ANALYSES

La Turquie et le syndrome du traité de Sèvres

Presse
21 novembre 2014

Après la guerre de 1914-1918, la Turquie s'est retrouvée du cote des vaincus et en a payé le prix par une réduction de son territoire. Mais cela n’est pas directement lié aux accords Sykes-Picot. Au moment de leur signature, en 1916, la Turquie était déjà largement amputée par la présence des armées britannique, française et italienne qui occupaient plusieurs régions et soutenaient les révoltes arabes. De plus, les Grecs cherchaient à s'émanciper à l'Ouest, les Kurdes à l’Est.

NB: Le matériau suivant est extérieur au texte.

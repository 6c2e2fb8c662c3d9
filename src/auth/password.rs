use argon2::{
    Argon2,
    password_hash::{PasswordHash, PasswordHasher, PasswordVerifier, SaltString, rand_core::OsRng},
};

pub fn hash_password(password: &str) -> Result<String, argon2::password_hash::Error> {
    let argon2 = Argon2::default();
    let salt = SaltString::generate(&mut OsRng);

    Ok(argon2.hash_password(password.as_bytes(), &salt)?.to_string())
}

pub fn verify_password(password: &str, hashed: &str) -> Result<(), argon2::password_hash::Error> {
    let argon2 = Argon2::default();
    let parsed = PasswordHash::new(hashed)?;

    argon2.verify_password(password.as_bytes(), &parsed)
}

#[cfg(test)]
mod tests {
    use super::*;

    #[test]
    fn hash_verifies_only_the_original_password() {
        let hashed = hash_password("correct horse").unwrap();
        assert!(verify_password("correct horse", &hashed).is_ok());
        assert!(verify_password("battery staple", &hashed).is_err());
    }

    #[test]
    fn malformed_hash_is_an_error_not_a_panic() {
        assert!(verify_password("anything", "not-a-phc-string").is_err());
    }
}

Après la défaite germano-turque, le traité de Sèvres, en 1920 prévoit de partager l’Empire ottoman entre les Européens, les Kurdes et les Arméniens. II ne sera jamais appliqué en raison de la résistance de Mustafa Kemal qui a porté un coup d'arrêt à l'avancée des Alliés sur le terrain. Les accords Sykes-Picot qui étaient à la base de ce traité, ne seront appliqués qu'aux parties arabes de l'empire (Syrie, Liban, Egypte, Irak). Sinon la Turquie aurait été réduite à une petite portion de territoire autour d’Ankara ce qui était inacceptable pour le peuple turc qui s’est rallié à Mustafa Kemal pour faire reculer les troupes françaises et britanniques et imposer un nouveau traité, celui de Lausanne en 1923 où il n’était plus question d’un Etat kurde.


Par la suite, ni Mustafa Kemal, ni ses successeurs n'ont revendiqué de modification des frontières sauf le Sandjak d'Alexandrette, rattaché à la Syrie sous mandat français mais rétrocédé par la France sous le Front populaire, sous prétexte qu'il aurait été à majorité peuplé de Turcs. En fait, il s’agissait de réintégrer la Turquie dans le concert des nations alors que des bruits de bottes se faisaient à nouveau entendre du côté de l'Allemagne.


Ce qui me semble fondamental, c'est que la Turquie souffre toujours aujourd’hui du syndrome du traité de Sèvres : l'idée qu’elle est entourée d'ennemis qui ne lui veulent que du mal et qu’elle doit se méfier de tout le monde. Ce qui explique peut-être en partie l'attitude actuelle du président Recep Tayyip Erdogan.